As common as Tango is in Argentina, it’s the rock genre that’s made Argentine bands
world famous. The Rock and Roll movement during the 60’s was just as impressive in Argentina
as it was in the United States. Rock and Roll grew as time went by, and bolstered great
Argentine rock bands. Charly Garcia, best known for his two toned beard and moustache, wrote

many great songs that spoke to the Argentine youth. His song “Confesiones de Invierno”
became wildly popular in 1973. The song speaks about the hardships of living on the streets,
police brutality, and how the government isn’t doing much to help poor people. There is a
heavy Argentine influence on the vocals and tonal quality of the piece.

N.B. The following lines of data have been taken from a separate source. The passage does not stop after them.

use super::StickerEditor;
use crate::error::EditorResult;
use crate::geometry::Color;
use crate::gif::GifSource;
use crate::history::HistoryEntry;
use crate::sticker::{
    clamp_font_size, ImageSource, ShapeKind, Sticker, StickerContent, StickerId, StickerKind,
    StickerStyle,
};
use crate::upload::decode_image;

impl StickerEditor {
    /// Appends a sticker at the default position, selects it and records `ADD`.
    pub fn add_object(&mut self, content: StickerContent, style: StickerStyle) -> StickerId {
        self.settle();
        let id = self.objects.allocate_id();
        let sticker = Sticker::new(id, self.config.default_position, content, style);
        let index = self.objects.len();
        tracing::debug!(id = %id, kind = sticker.kind().name(), "sticker added");
        self.objects.push(sticker.clone());
        self.history.commit(HistoryEntry::added(sticker, index));
        self.selected = Some(id);
        id
    }

    /// Adds a text sticker. Blank text is rejected without touching history.
    pub fn add_text(&mut self, text: &str, color: Color, font_size: u16) -> Option<StickerId> {
        match StickerContent::text(text) {
            Ok(content) => Some(self.add_object(content, StickerStyle::text(color, font_size))),
            Err(err) => {
                tracing::debug!(%err, "text sticker rejected");
                None
            }
        }
    }

    pub fn add_emoji(&mut self, emoji: &str) -> StickerId {
        self.add_object(
            StickerContent::Emoji(emoji.to_string()),
            StickerStyle::default_for(StickerKind::Emoji),
        )
    }

    pub fn add_shape(&mut self, shape: ShapeKind) -> StickerId {
        self.add_object(
            StickerContent::Shape(shape),
            StickerStyle::default_for(StickerKind::Shape),
        )
    }

    /// Adds a shape filled with the colour picked by the user.
    pub fn add_shape_with_fill(&mut self, shape: ShapeKind, fill: Color) -> StickerId {
        self.add_object(StickerContent::Shape(shape), StickerStyle::shape(fill))
    }

    /// Adds a shape from its palette name, e.g. `"star"`.
    pub fn add_shape_named(&mut self, name: &str) -> EditorResult<StickerId> {
        let shape = name.parse::<ShapeKind>()?;
        Ok(self.add_shape(shape))
    }

    pub fn add_image(&mut self, source: ImageSource) -> StickerId {
        self.add_object(StickerContent::Image(source), StickerStyle::default())
    }

    /// Decodes an uploaded file and adds it as an image sticker.
    pub fn add_image_bytes(&mut self, bytes: &[u8]) -> EditorResult<StickerId> {
        let decoded = decode_image(bytes).inspect_err(|err| {
            tracing::warn!(%err, "image sticker upload rejected");
        })?;
        Ok(self.add_image(decoded.source))
    }

    pub fn add_gif(&mut self, url: impl Into<String>) -> StickerId {
        self.add_object(
            StickerContent::Gif(ImageSource::new(url)),
            StickerStyle::default(),
        )
    }

    /// Adds the GIF currently chosen in the picker.
    pub fn add_gif_from_picker(&mut self) -> StickerId {
        let source = self.gif_picker.selected().clone();
        self.add_object(StickerContent::Gif(source), StickerStyle::default())
    }

    /// Loads the next page of the picker's current query.
    pub fn load_more_gifs(&mut self, source: &dyn GifSource) -> EditorResult<usize> {
        Ok(self.gif_picker.load_more(source)?)
    }

    /// Removes a sticker and records `DELETE`. Unknown ids are a no-op.
    pub fn delete_object(&mut self, id: StickerId) -> bool {
        self.settle();
        let Some((sticker, index)) = self.objects.remove(id) else {
            tracing::debug!(id = %id, "delete on missing sticker ignored");
            return false;
        };
        tracing::debug!(id = %id, index, "sticker deleted");
        self.history.commit(HistoryEntry::deleted(sticker, index));
        if self.selected == Some(id) {
            self.selected = None;
        }
        true
    }

    /// Replaces the canvas background. Invalid data leaves the old one in place.
    pub fn upload_background(&mut self, bytes: &[u8]) -> EditorResult<()> {
        let decoded = decode_image(bytes).inspect_err(|err| {
            tracing::warn!(%err, "background upload rejected");
        })?;
        tracing::debug!(width = decoded.width, height = decoded.height, "background replaced");
        self.background = Some(decoded.source);
        Ok(())
    }

    pub fn clear_background(&mut self) {
        self.background = None;
    }

    /// Sets the texture drawn behind a shape. Returns `Ok(false)` when `id`
    /// is missing or not a shape.
    pub fn upload_shape_background(&mut self, id: StickerId, bytes: &[u8]) -> EditorResult<bool> {
        if self.objects.get(id).map(Sticker::kind) != Some(StickerKind::Shape) {
            tracing::debug!(id = %id, "shape texture target is not a shape");
            return Ok(false);
        }
        let decoded = decode_image(bytes).inspect_err(|err| {
            tracing::warn!(%err, id = %id, "shape texture upload rejected");
        })?;
        Ok(self.edit_style(id, &[StickerKind::Shape], |style| {
            style.background_image = Some(decoded.source);
        }))
    }

    /// Font size for text or emoji, clamped to the kind's editable range.
    pub fn set_font_size(&mut self, id: StickerId, font_size: u16) -> bool {
        let Some(kind) = self.objects.get(id).map(Sticker::kind) else {
            return false;
        };
        self.edit_style(id, &[StickerKind::Text, StickerKind::Emoji], |style| {
            style.font_size = Some(clamp_font_size(kind, font_size));
        })
    }

    pub fn set_color(&mut self, id: StickerId, color: Color) -> bool {
        self.edit_style(id, &[StickerKind::Text], |style| style.color = Some(color))
    }

    pub fn set_fill(&mut self, id: StickerId, fill: Color) -> bool {
        self.edit_style(id, &[StickerKind::Shape], |style| style.fill = Some(fill))
    }

    pub fn set_text(&mut self, id: StickerId, text: &str) -> bool {
        let Ok(content) = StickerContent::text(text) else {
            return false;
        };
        match self.objects.get_mut(id) {
            Some(sticker) if sticker.kind() == StickerKind::Text => {
                sticker.content = content;
                true
            }
            _ => false,
        }
    }

    /// Style edits are not recorded in history.
    fn edit_style(
        &mut self,
        id: StickerId,
        kinds: &[StickerKind],
        edit: impl FnOnce(&mut StickerStyle),
    ) -> bool {
        match self.objects.get_mut(id) {
            Some(sticker) if kinds.contains(&sticker.kind()) => {
                edit(&mut sticker.style);
                true
            }
            _ => {
                tracing::debug!(id = %id, "style edit ignored");
                false
            }
        }
    }
}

Although there were some great, original sounds and bands that formed during the
Rock and Roll movement in Argentina, the United States did have a large influence on the style
of the music. The culture started to move away from the traditional form of Tango, and brought
in a new wave of Rock and Roll that took off to become one of the defining parts of Argentina’s
musical culture.
Argentina is an amazing place with roots rich in ethnic diversity. Underlying the
immensely popular cities and tourist attractions though, serious issues with poverty, drug use,
and financial inequality litter the slums inhabited by underprivileged people. Although this huge
divide between classes is clear, they share a common appreciation for their culture’s music.

Reed, Drew. “Buenos Aires: the poor fight to survive while across the road the wealthy shop”.
The Guardian. 3 July 2014. Web. 30 Oct. 2014
LaFalce, Maggie. “City of the Living Dead”. The Chronicle. 8 Dec. 2011. Web. 30 Oct. 2014.
Franco, Paola. Personal interview. 16 Oct. 2014.